A group of girls dance at night in the forest with Tituba (Vallea E. Woodbury), a black slave who is said to have the power to commune with the dead. They are caught by Rev. Parris (Charles Green), whose daughter Betty (Lucy Gross) lies comatose. Parris questions Abigail Williams (Shelli Delgado), his niece and the girls’ leader, but she claims they were only dancing.

“Present fears are less than horrible imaginings,” said Macbeth. Rumors of witchcraft begin spreading like wildfire. John Proctor (Jonathan Horne), a farmer, arrives and converses with Abigail, with whom he had a brief affair last year. He is under no illusions about her deviousness, but Abigail, to put it mildly, has her own agenda. She would like to continue the liaison, which Proctor now regrets; he wishes above all to regain the stability and trust of his wife Elizabeth (Courtney Patterson), whom we can only call a righteous woman.

The relationship between John and Elizabeth is intense, moving, and really the moral and emotional touchstone in the play, which becomes a nightmarish world of envy, power, and murderous lunacy. Mr. Horne and Ms. Patterson are perfectly cast; their humanity, their chemistry, their love are a palpable thing. They have only to look at each other for us to realize the depth of longing and sorrow they share; they make the tragedy of the ending well-nigh unbearable.

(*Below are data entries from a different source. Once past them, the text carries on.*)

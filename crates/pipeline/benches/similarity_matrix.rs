//! Benchmarks for the similarity engine
//!
//! Run with: cargo bench --package pipeline
//!
//! Uses the real catalog when `data/movies.csv` is present, otherwise a
//! synthetic catalog of the same order of magnitude.

use criterion::{black_box, criterion_group, criterion_main, Criterion};
use data_loader::Catalog;
use pipeline::{recommend, SimilarityMatrix, DEFAULT_TOP_N};
use std::path::Path;

const GENRES: [&str; 10] = [
    "Action", "Adventure", "Animation", "Comedy", "Crime", "Drama", "Fantasy", "Horror",
    "Romance", "Sci-Fi",
];

fn load_test_catalog() -> Catalog {
    let path = Path::new("../../data/movies.csv");
    if path.exists() {
        return Catalog::load_from_file(path).expect("Failed to load test data");
    }

    let mut catalog = Catalog::new();
    for i in 0..3000 {
        let genres = format!(
            "{}|{}|{}",
            GENRES[i % GENRES.len()],
            GENRES[(i / 3) % GENRES.len()],
            GENRES[(i / 7) % GENRES.len()]
        );
        catalog.insert(&format!("Movie {} (1995)", i), &genres);
    }
    catalog
}

fn bench_build_matrix(c: &mut Criterion) {
    let catalog = load_test_catalog();

    c.bench_function("similarity_matrix_build", |b| {
        b.iter(|| {
            let matrix = SimilarityMatrix::build(black_box(catalog.items()));
            black_box(matrix)
        })
    });
}

fn bench_recommend(c: &mut Criterion) {
    let catalog = load_test_catalog();
    let matrix = SimilarityMatrix::build(catalog.items());
    let query = catalog.get(catalog.len() / 2).expect("catalog is empty").title.clone();

    c.bench_function("recommend_top_5", |b| {
        b.iter(|| {
            let result = recommend(black_box(&query), &catalog, &matrix, DEFAULT_TOP_N);
            black_box(result)
        })
    });
}

criterion_group!(benches, bench_build_matrix, bench_recommend);
criterion_main!(benches);
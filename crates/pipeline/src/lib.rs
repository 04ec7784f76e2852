//! Content-based recommendation pipeline.
//!
//! This crate provides:
//! - `CountVectorizer` turning feature strings into term-count vectors
//! - `SimilarityMatrix` holding all pairwise cosine similarities
//! - `recommend` ranking the neighbours of a queried title
//!
//! ## Architecture
//! The pipeline runs in stages:
//! 1. Feature strings are tokenized (stop words removed) over a sorted vocabulary
//! 2. The similarity matrix is built once from the catalog and then only read
//! 3. Each request matches a title and ranks one row of the matrix
//!
//! ## Example Usage
//! ```ignore
//! use data_loader::Catalog;
//! use pipeline::{recommend, SimilarityMatrix, DEFAULT_TOP_N};
//!
//! let catalog = Catalog::load_from_file(Path::new("data/movies.csv"))?;
//! let matrix = SimilarityMatrix::build(catalog.items());
//!
//! let result = recommend("toy story", &catalog, &matrix, DEFAULT_TOP_N);
//! for title in result.titles() {
//!     println!("- {}", title);
//! }
//! ```

pub mod recommender;
pub mod similarity;
pub mod stopwords;
pub mod vectorizer;

// Re-export main types
pub use recommender::{DEFAULT_TOP_N, NOT_FOUND, Neighbor, Recommendation, recommend};
pub use similarity::SimilarityMatrix;
pub use stopwords::StopWords;
pub use vectorizer::{CountVectorizer, SparseVector, TermCounts};
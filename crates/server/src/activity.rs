//! Append-only CSV activity logs.
//!
//! Two files live in the log directory:
//! - `user_logs.csv`: one row per recommendation request
//! - `user_actions.csv`: one row per title a user picked
//!
//! Each write opens the file, appends one record and closes it again. A file
//! that doesn't exist yet is created with its header row; reading a file that
//! doesn't exist yields an empty history.

use chrono::Local;
use csv::{ReaderBuilder, WriterBuilder};
use serde::de::DeserializeOwned;
use serde::{Deserialize, Serialize};
use std::collections::HashMap;
use std::fs::{self, OpenOptions};
use std::path::{Path, PathBuf};
use thiserror::Error;

pub const RECOMMENDATION_LOG: &str = "user_logs.csv";
pub const USER_ACTION_LOG: &str = "user_actions.csv";

const RECOMMENDATION_HEADER: [&str; 3] = ["timestamp", "movie_selected", "recommended_movies"];
const USER_ACTION_HEADER: [&str; 3] = ["user_id", "timestamp", "movie_selected"];

const TIMESTAMP_FORMAT: &str = "%Y-%m-%d %H:%M:%S";

#[derive(Error, Debug)]
pub enum ActivityError {
    #[error("I/O error: {0}")]
    Io(#[from] std::io::Error),

    #[error("CSV error: {0}")]
    Csv(#[from] csv::Error),
}

pub type Result<T> = std::result::Result<T, ActivityError>;

/// A row of `user_logs.csv`
#[derive(Debug, Clone, PartialEq, Serialize, Deserialize)]
pub struct RecommendationRecord {
    pub timestamp: String,
    pub movie_selected: String,
    /// Recommended titles joined with ", "
    pub recommended_movies: String,
}

/// A row of `user_actions.csv`
#[derive(Debug, Clone, PartialEq, Serialize, Deserialize)]
pub struct UserActionRecord {
    pub user_id: String,
    pub timestamp: String,
    pub movie_selected: String,
}

/// Handle on the log directory
#[derive(Debug, Clone)]
pub struct ActivityLog {
    dir: PathBuf,
}

impl ActivityLog {
    pub fn new(dir: impl Into<PathBuf>) -> Self {
        Self { dir: dir.into() }
    }

    pub fn dir(&self) -> &Path {
        &self.dir
    }

    pub fn recommendations_path(&self) -> PathBuf {
        self.dir.join(RECOMMENDATION_LOG)
    }

    pub fn user_actions_path(&self) -> PathBuf {
        self.dir.join(USER_ACTION_LOG)
    }

    /// Create the directory and both files with headers, if missing
    pub fn initialize(&self) -> Result<()> {
        fs::create_dir_all(&self.dir)?;
        ensure_header(&self.recommendations_path(), &RECOMMENDATION_HEADER)?;
        ensure_header(&self.user_actions_path(), &USER_ACTION_HEADER)?;
        Ok(())
    }

    /// Record one recommendation request
    pub fn log_recommendation(
        &self,
        selected: &str,
        recommended: &[String],
    ) -> Result<RecommendationRecord> {
        let record = RecommendationRecord {
            timestamp: now(),
            movie_selected: selected.to_string(),
            recommended_movies: recommended.join(", "),
        };
        append(&self.recommendations_path(), &RECOMMENDATION_HEADER, &record)?;
        Ok(record)
    }

    /// Record that `user_id` picked `selected`
    pub fn log_user_action(&self, user_id: &str, selected: &str) -> Result<UserActionRecord> {
        let record = UserActionRecord {
            user_id: user_id.to_string(),
            timestamp: now(),
            movie_selected: selected.to_string(),
        };
        append(&self.user_actions_path(), &USER_ACTION_HEADER, &record)?;
        Ok(record)
    }

    /// Latest recommendation requests, newest first
    pub fn recommendation_history(&self, limit: usize) -> Result<Vec<RecommendationRecord>> {
        let records: Vec<RecommendationRecord> = read_all(&self.recommendations_path())?;
        Ok(records.into_iter().rev().take(limit).collect())
    }

    /// A user's latest picks, newest first
    pub fn recent_for_user(&self, user_id: &str, limit: usize) -> Result<Vec<UserActionRecord>> {
        let records: Vec<UserActionRecord> = read_all(&self.user_actions_path())?;
        Ok(records
            .into_iter()
            .rev()
            .filter(|record| record.user_id == user_id)
            .take(limit)
            .collect())
    }

    /// Most picked titles across all users
    ///
    /// Sorted by count descending, ties by title ascending.
    pub fn popularity(&self, limit: usize) -> Result<Vec<(String, usize)>> {
        let records: Vec<UserActionRecord> = read_all(&self.user_actions_path())?;

        let mut counts: HashMap<String, usize> = HashMap::new();
        for record in records {
            *counts.entry(record.movie_selected).or_insert(0) += 1;
        }

        let mut ranked: Vec<(String, usize)> = counts.into_iter().collect();
        ranked.sort_by(|a, b| b.1.cmp(&a.1).then_with(|| a.0.cmp(&b.0)));
        ranked.truncate(limit);
        Ok(ranked)
    }
}

fn now() -> String {
    Local::now().format(TIMESTAMP_FORMAT).to_string()
}

fn is_missing_or_empty(path: &Path) -> bool {
    fs::metadata(path).map(|m| m.len() == 0).unwrap_or(true)
}

fn ensure_header(path: &Path, header: &[&str]) -> Result<()> {
    if !is_missing_or_empty(path) {
        return Ok(());
    }
    let mut writer = WriterBuilder::new().from_path(path)?;
    writer.write_record(header)?;
    writer.flush()?;
    Ok(())
}

fn append<T: Serialize>(path: &Path, header: &[&str], record: &T) -> Result<()> {
    if let Some(parent) = path.parent() {
        fs::create_dir_all(parent)?;
    }
    let needs_header = is_missing_or_empty(path);

    let file = OpenOptions::new().create(true).append(true).open(path)?;
    let mut writer = WriterBuilder::new().has_headers(false).from_writer(file);
    if needs_header {
        writer.write_record(header)?;
    }
    writer.serialize(record)?;
    writer.flush()?;
    Ok(())
}

fn read_all<T: DeserializeOwned>(path: &Path) -> Result<Vec<T>> {
    if !path.exists() {
        return Ok(Vec::new());
    }
    let mut reader = ReaderBuilder::new().from_path(path)?;
    let records = reader.deserialize().collect::<std::result::Result<Vec<T>, _>>()?;
    Ok(records)
}

#[cfg(test)]
mod tests {
    use super::*;

    fn temp_log() -> (tempfile::TempDir, ActivityLog) {
        let dir = tempfile::tempdir().unwrap();
        let log = ActivityLog::new(dir.path().join("logs"));
        (dir, log)
    }

    #[test]
    fn test_initialize_writes_headers_once() {
        let (_dir, log) = temp_log();

        log.initialize().unwrap();
        log.initialize().unwrap();

        let content = fs::read_to_string(log.recommendations_path()).unwrap();
        assert_eq!(content, "timestamp,movie_selected,recommended_movies\n");
        let content = fs::read_to_string(log.user_actions_path()).unwrap();
        assert_eq!(content, "user_id,timestamp,movie_selected\n");
    }

    #[test]
    fn test_missing_files_are_empty_history() {
        let (_dir, log) = temp_log();

        assert!(log.recommendation_history(10).unwrap().is_empty());
        assert!(log.recent_for_user("alice", 10).unwrap().is_empty());
        assert!(log.popularity(10).unwrap().is_empty());
    }

    #[test]
    fn test_log_recommendation_creates_file_with_header() {
        let (_dir, log) = temp_log();

        let recommended = vec!["Grumpier Old Men".to_string(), "Jumanji".to_string()];
        let record = log.log_recommendation("Toy Story", &recommended).unwrap();
        assert_eq!(record.recommended_movies, "Grumpier Old Men, Jumanji");
        assert_eq!(record.timestamp.len(), "2024-01-01 00:00:00".len());

        let content = fs::read_to_string(log.recommendations_path()).unwrap();
        let mut lines = content.lines();
        assert_eq!(lines.next(), Some("timestamp,movie_selected,recommended_movies"));
        assert!(lines.next().unwrap().ends_with(",Toy Story,\"Grumpier Old Men, Jumanji\""));

        let history = log.recommendation_history(10).unwrap();
        assert_eq!(history, vec![record]);
    }

    #[test]
    fn test_recent_for_user_is_newest_first() {
        let (_dir, log) = temp_log();
        log.initialize().unwrap();

        log.log_user_action("alice", "Heat").unwrap();
        log.log_user_action("bob", "Sabrina").unwrap();
        log.log_user_action("alice", "Jumanji").unwrap();
        log.log_user_action("alice", "Toy Story").unwrap();

        let recent: Vec<String> = log
            .recent_for_user("alice", 2)
            .unwrap()
            .into_iter()
            .map(|r| r.movie_selected)
            .collect();

        assert_eq!(recent, vec!["Toy Story", "Jumanji"]);
    }

    #[test]
    fn test_popularity() {
        let (_dir, log) = temp_log();

        for (user, title) in [
            ("alice", "Heat"),
            ("bob", "Toy Story"),
            ("carol", "Heat"),
            ("dave", "Toy Story"),
            ("erin", "Jumanji"),
            ("frank", "Heat"),
        ] {
            log.log_user_action(user, title).unwrap();
        }

        let ranked = log.popularity(2).unwrap();

        assert_eq!(
            ranked,
            vec![("Heat".to_string(), 3), ("Toy Story".to_string(), 2)]
        );
    }
}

Meanwhile, Rev. Hale (Tamil Periasamy), an “expert” on witchcraft, arrives to examine and quiz the girls and the townspeople. Here is where the deadly “naming of names” begins; and soon the powerful, sinister Deputy Governor Danforth (expertly played by Bryan Davis) arrives and a frenzy of accusations ensues.

“The Crucible” is played pretty much at the top of the emotional range; therefore, it’s a relief when a character like farmer Giles Corey (Rial Ellsworth) is able to bring a bit of down-home folksiness to lighten the atmosphere—briefly. To a certain extent, Mr. Green’s Rev. Parris, who whines a bit about his salary and living conditions and sounds quite silly, does the same thing.


It’s a large cast, and they are uniformly quite fine: Kara Cantrell, Sean Alexander, Larry Davis, Greta M. Glenn, Luis R. Hernandez, Abby Holland, Falashay Pearson, Kiona D. Reese, Sundiata Rush, Mary Saville, Ryan Vo, Max Mattox, and John Osorio.

Kudos to scenic designer Pamela Hickey, lighting designer Joseph P. Monaghan III, and composer/sound designer Ed Thrower. Their contributions are stellar. Freddie Ashley’s direction and casting is impeccable.

I must return to Mr. Horne’s John Proctor and Ms. Patterson’s Elizabeth Proctor. Their partnership is haunting and ultimately heartbreaking. It’s partly because of the way Miller wrote them, but you must have the right actors. Ms. Patterson has never been better; her sincerity and gravitas are compelling.

Mr. Horne keeps fulfilling the promise he has shown in recent years; he is the most charismatic, committed, and talented actor in the city. When his John Proctor is led in near the end, beaten down but not broken, and his voice breaks when he utters a famous line, one’s eyes well, as he illuminates the madness and savagery around him. It’s an unforgettable moment.

And so is this “Crucible.” Its intensity is sometimes almost overwhelming, but it must be seen.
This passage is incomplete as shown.